Will China use new law to justify intrusions into Japanese waters?

Does China intend to justify intruding into Japan’s territorial waters and tracking Japanese vessels around the Senkaku Islands in Okinawa Prefecture? Japan needs to appeal to the international community about the selfishness of China’s legislation, which goes against international law.

China’s legislative body has passed a bill to revise its Maritime Traffic Safety Law. The revision aims to strengthen the power of the Maritime Safety Administration, which is tasked with controlling vessels and monitoring maritime traffic, and to expand the scope of its activities to the open seas — activities that until now have been focused on inland seas, bays and ports.

The revised law stipulates that the maritime administration can order “foreign vessels that may threaten the safety of China’s territorial waters” to leave and even track them. “Vessels that may endanger the safety of maritime traffic” will also be obliged to report their presence when entering into its territorial waters, and violators will be fined.

China insists that its sovereignty extends to the entire South China Sea and unilaterally claims the Senkaku Islands as its territory.

Given this, if the revised law is applied to waters that China considers to be its territorial waters, Japanese fishing and research vessels could be captured by China and forced to pay fines.

The maritime administration will reportedly commission a 10,000-ton class patrol ship by the end of this year, which will be larger than Japan Coast Guard patrol ships. There are fears that its activities will not be confined to the South China Sea, but will expand to the East China Sea and waters around Japan.

China’s Coast Guard Law came into force in February, stipulating that the coast guard, which is responsible for cracking down on illegal activities at sea, is allowed to use weapons if it deems that its sovereignty has been violated. Japan should be vigilant against cases in which the China Coast Guard and the maritime administration take concerted actions to intrude into Japan’s territorial waters.
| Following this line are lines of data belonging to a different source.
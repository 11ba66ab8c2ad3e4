//! # Cart Demo
//!
//! End-to-end walk through the engine: restores the saved cart, loads the
//! shipping policy from the configured source, adds a few items and prints
//! the totals.
//!
//! ## Usage
//! ```bash
//! # Use settings.toml from the platform config directory
//! cargo run --bin cart-demo
//!
//! # Explicit settings file (exits with an error if it cannot be loaded)
//! cargo run --bin cart-demo -- ./settings.toml
//!
//! # Local site settings document, no persistence
//! SHOPCART_SOURCE_FILE=./site.json SHOPCART_STORAGE_ENABLED=false cargo run --bin cart-demo
//! ```

use std::path::PathBuf;

use shopcart_core::{CartSnapshot, ItemKey, Money, ShippingMethod};
use shopcart_engine::{
    init_tracing, CartService, CartStore, EngineResult, EngineSettings, LoadOutcome,
    ShippingConfigLoader,
};
use tracing::{error, info};

#[tokio::main]
async fn main() {
    init_tracing();

    if let Err(e) = run().await {
        error!(error = %e, "Cart demo failed");
        std::process::exit(1);
    }
}

async fn run() -> EngineResult<()> {
    // An explicitly named settings file must load; the platform default may
    // be missing or stale
    let settings = match std::env::args().nth(1).map(PathBuf::from) {
        Some(path) => EngineSettings::load(Some(path))?,
        None => EngineSettings::load_or_default(None),
    };

    let store = CartStore::restore(settings.storage_backend(), settings.cart_limits())
        .with_shipping_method(settings.cart.default_shipping_method);
    let (cart, service) = CartService::spawn(store);

    let loader =
        ShippingConfigLoader::with_timeout(settings.config_source(), settings.request_timeout());
    let load = loader.activate(cart.clone());

    // Totals are usable before the policy arrives; shipping is just unknown
    let snapshot = cart
        .add_item(ItemKey::new("tshirt-basic"), Money::from_cents(1999), 2)
        .await?;
    report("after first add", &snapshot);

    cart.add_item(
        ItemKey::with_variant("hoodie", "L"),
        Money::from_cents(4500),
        1,
    )
    .await?;

    match load.await {
        Ok(LoadOutcome::Loaded(_)) => info!("Shipping policy available"),
        Ok(outcome) => info!(?outcome, "Shipping policy not available"),
        Err(e) => error!(error = %e, "Shipping load task failed"),
    }

    report("standard", &cart.snapshot_for(ShippingMethod::Standard).await?);
    report("express", &cart.snapshot_for(ShippingMethod::Express).await?);

    cart.shutdown().await?;
    if let Err(e) = service.await {
        error!(error = %e, "Cart service task failed");
    }
    Ok(())
}

fn report(label: &str, snapshot: &CartSnapshot) {
    let shipping = snapshot
        .shipping_cost
        .map(|cost| cost.to_string())
        .unwrap_or_else(|| "calculated at checkout".to_string());
    let total = snapshot
        .total
        .map(|total| total.to_string())
        .unwrap_or_else(|| "pending".to_string());

    info!(
        label,
        items = snapshot.item_count,
        quantity = snapshot.total_quantity,
        subtotal = %snapshot.subtotal,
        shipping = %shipping,
        total = %total,
        state = %snapshot.shipping,
        "Cart totals"
    );

    if let Some(missing) = snapshot.amount_to_free_shipping {
        info!(label, missing = %missing, "Add more for free shipping");
    }
}
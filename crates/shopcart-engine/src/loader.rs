//! # Shipping Config Loader
//!
//! Fetches the shipping policy once per activation and delivers the outcome to
//! the cart.
//!
//! ## Load Flow
//! ```text
//! ┌─────────────────────────────────────────────────────────────────────────┐
//! │                     ShippingConfigLoader::activate                      │
//! │                                                                         │
//! │  tokio::spawn ──► source.fetch() (one request, bounded by timeout)     │
//! │                        │                                                │
//! │        ┌───────────────┼──────────────────────┐                         │
//! │        ▼ ok + valid    ▼ no shipping section  ▼ error / timeout /      │
//! │   Some(config)       None                    invalid amounts → None    │
//! │        │               │                      │                         │
//! │        └───────────────┴──────────┬───────────┘                         │
//! │                                   ▼                                     │
//! │              CartCommand::SetShippingConfig(..) ──► cart service        │
//! │                                                                         │
//! │  No retries. A fresh activation is the only way to load again.         │
//! └─────────────────────────────────────────────────────────────────────────┘
//! ```

use std::sync::Arc;
use std::time::Duration;
use tokio::task::JoinHandle;
use tracing::{info, warn};

use shopcart_core::ShippingConfig;

use crate::error::{SourceError, SourceResult};
use crate::service::CartHandle;
use crate::source::ShippingConfigSource;

/// Default per-request timeout.
pub const DEFAULT_LOAD_TIMEOUT: Duration = Duration::from_secs(10);

// =============================================================================
// Load Outcome
// =============================================================================

/// What an activation ended up telling the cart.
#[derive(Debug, Clone, PartialEq, Eq)]
pub enum LoadOutcome {
    /// The cart now prices shipping with this policy.
    Loaded(ShippingConfig),
    /// The cart now reports shipping as unavailable.
    Unavailable,
    /// The cart service was gone before the result could be delivered.
    Undelivered,
}

// =============================================================================
// Loader
// =============================================================================

/// Stateless loader: holds only the source and the timeout.
#[derive(Clone)]
pub struct ShippingConfigLoader {
    source: Arc<dyn ShippingConfigSource>,
    timeout: Duration,
}

impl ShippingConfigLoader {
    pub fn new(source: Arc<dyn ShippingConfigSource>) -> Self {
        Self::with_timeout(source, DEFAULT_LOAD_TIMEOUT)
    }

    pub fn with_timeout(source: Arc<dyn ShippingConfigSource>, timeout: Duration) -> Self {
        ShippingConfigLoader { source, timeout }
    }

    pub fn timeout(&self) -> Duration {
        self.timeout
    }

    /// Performs one request and converts the answer.
    ///
    /// Every failure is logged and collapses to `None`.
    pub async fn fetch(&self) -> Option<ShippingConfig> {
        match self.try_fetch().await {
            Ok(config) => {
                info!(
                    source = %self.source.describe(),
                    threshold = %config.free_shipping_threshold(),
                    standard = %config.standard_shipping_cost(),
                    express = %config.express_shipping_cost(),
                    "Shipping policy loaded"
                );
                Some(config)
            }
            Err(e) => {
                warn!(
                    source = %self.source.describe(),
                    network = e.is_network(),
                    error = %e,
                    "Shipping policy unavailable"
                );
                None
            }
        }
    }

    /// Performs one request, keeping the failure reason.
    pub async fn try_fetch(&self) -> SourceResult<ShippingConfig> {
        let document = tokio::time::timeout(self.timeout, self.source.fetch())
            .await
            .map_err(|_| SourceError::Timeout {
                millis: self.timeout.as_millis() as u64,
            })??;

        document.shipping_config()
    }

    /// Starts a load in the background.
    ///
    /// The task sends exactly one `SetShippingConfig` to `cart` and resolves
    /// to what it sent.
    pub fn activate(&self, cart: CartHandle) -> JoinHandle<LoadOutcome> {
        let loader = self.clone();

        tokio::spawn(async move {
            let config = loader.fetch().await;
            let outcome = match config {
                Some(config) => LoadOutcome::Loaded(config),
                None => LoadOutcome::Unavailable,
            };

            match cart.set_shipping_config(config).await {
                Ok(_) => outcome,
                Err(e) => {
                    warn!(error = %e, "Could not deliver shipping policy to cart");
                    LoadOutcome::Undelivered
                }
            }
        })
    }
}

// =============================================================================
// Unit Tests
// =============================================================================

#[cfg(test)]
mod tests {
    use super::*;
    use crate::source::{RemoteSiteConfig, StaticConfigSource};

    fn loader(source: StaticConfigSource) -> ShippingConfigLoader {
        ShippingConfigLoader::with_timeout(Arc::new(source), Duration::from_millis(200))
    }

    #[tokio::test]
    async fn test_fetch_success() {
        let config = loader(StaticConfigSource::new(RemoteSiteConfig::with_shipping(
            50.0, 5.0, 12.0,
        )))
        .fetch()
        .await
        .unwrap();

        assert_eq!(config.free_shipping_threshold().cents(), 5000);
        assert_eq!(config.express_shipping_cost().cents(), 1200);
    }

    #[tokio::test]
    async fn test_fetch_failure_is_none() {
        let source = StaticConfigSource::failing(SourceError::Transport("refused".into()));
        assert!(loader(source).fetch().await.is_none());

        let source = StaticConfigSource::new(RemoteSiteConfig::default());
        assert!(loader(source).fetch().await.is_none());
    }

    #[tokio::test(start_paused = true)]
    async fn test_slow_source_times_out() {
        let source = StaticConfigSource::new(RemoteSiteConfig::with_shipping(50.0, 5.0, 12.0))
            .with_delay(Duration::from_secs(60));

        let err = loader(source).try_fetch().await.unwrap_err();
        assert_eq!(err, SourceError::Timeout { millis: 200 });
    }
}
Regarding the purpose of these legislative moves, China says it aims to “support the establishment of a maritime power from a legal aspect.” It is clear that China aims to eliminate the passage of foreign vessels through the use of weapons and threats such as tracking and seizure, and to make its unilateral claims on territory and territorial waters a fait accompli. This is completely unacceptable.

The U.N. Convention on the Law of the Sea recognizes the right to innocent passage by foreign vessels, the principle that foreign vessels can sail in territorial waters as long as they do not harm the peace, order and safety of the coastal state. China should respect this.

In its latest Diplomatic Bluebook, Japan clearly states for the first time that China’s intrusions into the territorial waters around the Senkaku Islands are a “violation of international law.” The publication argues that China’s rapid military expansion has raised strong security concerns in the region and the international community.

While urging China to refrain from its provocative actions, Japan needs to anticipate possible situations in the vicinity of the Senkaku Islands and enhance its capability to respond.

The Philippines and Vietnam, which are disputing territorial rights in the South China Sea, are also increasing their opposition to China. China must be aware that its actions in disregard of the rule of law have aroused the alarm of other countries and undermined its own national interests.

— The original Japanese article appeared in The Yomiuri Shimbun on May 2, 2021.